GIVEN INFORMATION below:

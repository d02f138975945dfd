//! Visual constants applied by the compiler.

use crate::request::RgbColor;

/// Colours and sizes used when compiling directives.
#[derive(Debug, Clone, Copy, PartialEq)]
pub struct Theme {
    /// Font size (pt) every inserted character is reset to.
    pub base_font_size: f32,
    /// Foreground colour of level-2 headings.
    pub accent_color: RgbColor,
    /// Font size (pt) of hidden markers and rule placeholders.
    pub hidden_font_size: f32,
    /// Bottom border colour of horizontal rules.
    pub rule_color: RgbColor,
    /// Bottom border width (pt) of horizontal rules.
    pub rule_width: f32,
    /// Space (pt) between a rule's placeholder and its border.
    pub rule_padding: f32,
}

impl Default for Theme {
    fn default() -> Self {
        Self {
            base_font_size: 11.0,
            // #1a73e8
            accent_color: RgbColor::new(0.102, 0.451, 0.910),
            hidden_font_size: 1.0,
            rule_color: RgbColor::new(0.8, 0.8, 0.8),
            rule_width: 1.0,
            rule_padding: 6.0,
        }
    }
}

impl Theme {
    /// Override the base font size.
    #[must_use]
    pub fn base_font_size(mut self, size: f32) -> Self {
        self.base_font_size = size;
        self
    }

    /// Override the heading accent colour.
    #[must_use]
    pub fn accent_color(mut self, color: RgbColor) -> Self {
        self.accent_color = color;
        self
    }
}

End of GIVEN INFORMATION.
GIVEN INFORMATION below:

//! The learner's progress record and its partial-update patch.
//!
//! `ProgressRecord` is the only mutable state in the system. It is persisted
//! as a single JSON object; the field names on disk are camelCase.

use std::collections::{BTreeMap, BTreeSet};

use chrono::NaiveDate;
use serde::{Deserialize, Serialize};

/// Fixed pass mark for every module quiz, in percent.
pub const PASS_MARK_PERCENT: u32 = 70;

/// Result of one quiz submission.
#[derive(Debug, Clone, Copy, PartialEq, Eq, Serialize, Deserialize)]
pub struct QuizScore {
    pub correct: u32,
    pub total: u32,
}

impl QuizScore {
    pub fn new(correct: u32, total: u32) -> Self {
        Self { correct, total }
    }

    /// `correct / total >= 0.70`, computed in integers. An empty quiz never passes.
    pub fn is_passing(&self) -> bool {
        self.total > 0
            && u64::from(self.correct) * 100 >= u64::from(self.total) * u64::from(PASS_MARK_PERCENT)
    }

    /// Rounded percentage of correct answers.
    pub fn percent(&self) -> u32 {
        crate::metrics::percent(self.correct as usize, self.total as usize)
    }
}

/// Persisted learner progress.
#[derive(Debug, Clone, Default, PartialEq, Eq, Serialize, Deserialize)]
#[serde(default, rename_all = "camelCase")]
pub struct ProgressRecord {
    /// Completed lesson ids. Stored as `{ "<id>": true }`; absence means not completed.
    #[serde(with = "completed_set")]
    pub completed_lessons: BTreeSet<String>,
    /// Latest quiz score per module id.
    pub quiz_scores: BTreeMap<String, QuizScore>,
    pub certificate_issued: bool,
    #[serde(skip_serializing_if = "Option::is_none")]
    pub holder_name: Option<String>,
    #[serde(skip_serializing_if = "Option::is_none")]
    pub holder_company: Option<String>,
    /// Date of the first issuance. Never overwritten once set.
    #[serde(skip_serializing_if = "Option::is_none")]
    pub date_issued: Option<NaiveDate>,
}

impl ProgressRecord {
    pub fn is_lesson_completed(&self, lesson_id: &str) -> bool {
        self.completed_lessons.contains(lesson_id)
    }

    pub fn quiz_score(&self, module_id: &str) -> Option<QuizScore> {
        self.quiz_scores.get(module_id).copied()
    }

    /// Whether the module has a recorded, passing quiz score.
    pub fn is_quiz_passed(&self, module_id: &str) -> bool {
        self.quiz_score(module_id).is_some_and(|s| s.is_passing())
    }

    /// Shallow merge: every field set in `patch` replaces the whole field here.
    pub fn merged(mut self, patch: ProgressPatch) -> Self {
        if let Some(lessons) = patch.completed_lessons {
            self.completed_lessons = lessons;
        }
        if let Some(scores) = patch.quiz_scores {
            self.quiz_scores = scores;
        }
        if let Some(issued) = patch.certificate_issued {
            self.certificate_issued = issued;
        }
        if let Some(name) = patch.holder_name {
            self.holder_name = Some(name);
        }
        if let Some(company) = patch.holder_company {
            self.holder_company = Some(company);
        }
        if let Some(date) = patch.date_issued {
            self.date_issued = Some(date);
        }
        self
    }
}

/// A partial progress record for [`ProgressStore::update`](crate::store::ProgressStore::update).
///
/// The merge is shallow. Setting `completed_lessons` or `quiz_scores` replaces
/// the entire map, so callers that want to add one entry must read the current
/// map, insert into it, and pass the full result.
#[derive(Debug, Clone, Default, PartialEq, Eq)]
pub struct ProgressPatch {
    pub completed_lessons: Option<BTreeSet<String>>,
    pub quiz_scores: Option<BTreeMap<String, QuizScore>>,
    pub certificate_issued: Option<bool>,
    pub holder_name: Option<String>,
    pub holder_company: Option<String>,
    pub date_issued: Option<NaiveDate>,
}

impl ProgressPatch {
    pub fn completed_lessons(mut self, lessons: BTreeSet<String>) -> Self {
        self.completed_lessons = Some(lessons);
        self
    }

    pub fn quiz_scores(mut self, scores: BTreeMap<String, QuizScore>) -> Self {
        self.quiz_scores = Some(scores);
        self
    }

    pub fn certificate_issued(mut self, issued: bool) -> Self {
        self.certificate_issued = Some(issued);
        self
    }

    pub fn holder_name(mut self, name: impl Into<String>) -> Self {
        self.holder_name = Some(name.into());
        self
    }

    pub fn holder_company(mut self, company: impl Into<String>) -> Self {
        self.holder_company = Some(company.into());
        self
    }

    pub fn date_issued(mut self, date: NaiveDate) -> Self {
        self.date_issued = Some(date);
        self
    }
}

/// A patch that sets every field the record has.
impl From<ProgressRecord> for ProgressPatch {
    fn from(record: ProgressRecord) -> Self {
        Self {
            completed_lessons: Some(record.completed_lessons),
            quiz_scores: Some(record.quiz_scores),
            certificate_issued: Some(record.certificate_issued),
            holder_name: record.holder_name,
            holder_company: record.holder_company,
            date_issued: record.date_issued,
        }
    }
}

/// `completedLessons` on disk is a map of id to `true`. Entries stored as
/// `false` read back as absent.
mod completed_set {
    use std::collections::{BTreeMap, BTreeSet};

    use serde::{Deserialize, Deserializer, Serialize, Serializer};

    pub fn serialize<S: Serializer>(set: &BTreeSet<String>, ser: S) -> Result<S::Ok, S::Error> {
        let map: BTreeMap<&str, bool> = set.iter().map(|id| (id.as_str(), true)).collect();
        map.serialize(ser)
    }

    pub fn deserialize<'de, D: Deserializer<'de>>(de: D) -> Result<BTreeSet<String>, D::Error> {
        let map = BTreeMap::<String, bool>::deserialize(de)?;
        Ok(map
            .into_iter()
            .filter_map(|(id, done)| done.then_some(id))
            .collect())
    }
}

End of GIVEN INFORMATION.

EXERCISE: Copy out each line in the listing that has the word "Clone".

SOLVED PROBLEM:
#[derive(Debug, Clone, Copy, PartialEq)]
#[derive(Debug, Clone, Copy, PartialEq, Eq, Serialize, Deserialize)]
#[derive(Debug, Clone, Default, PartialEq, Eq, Serialize, Deserialize)]
#[derive(Debug, Clone, Default, PartialEq, Eq)]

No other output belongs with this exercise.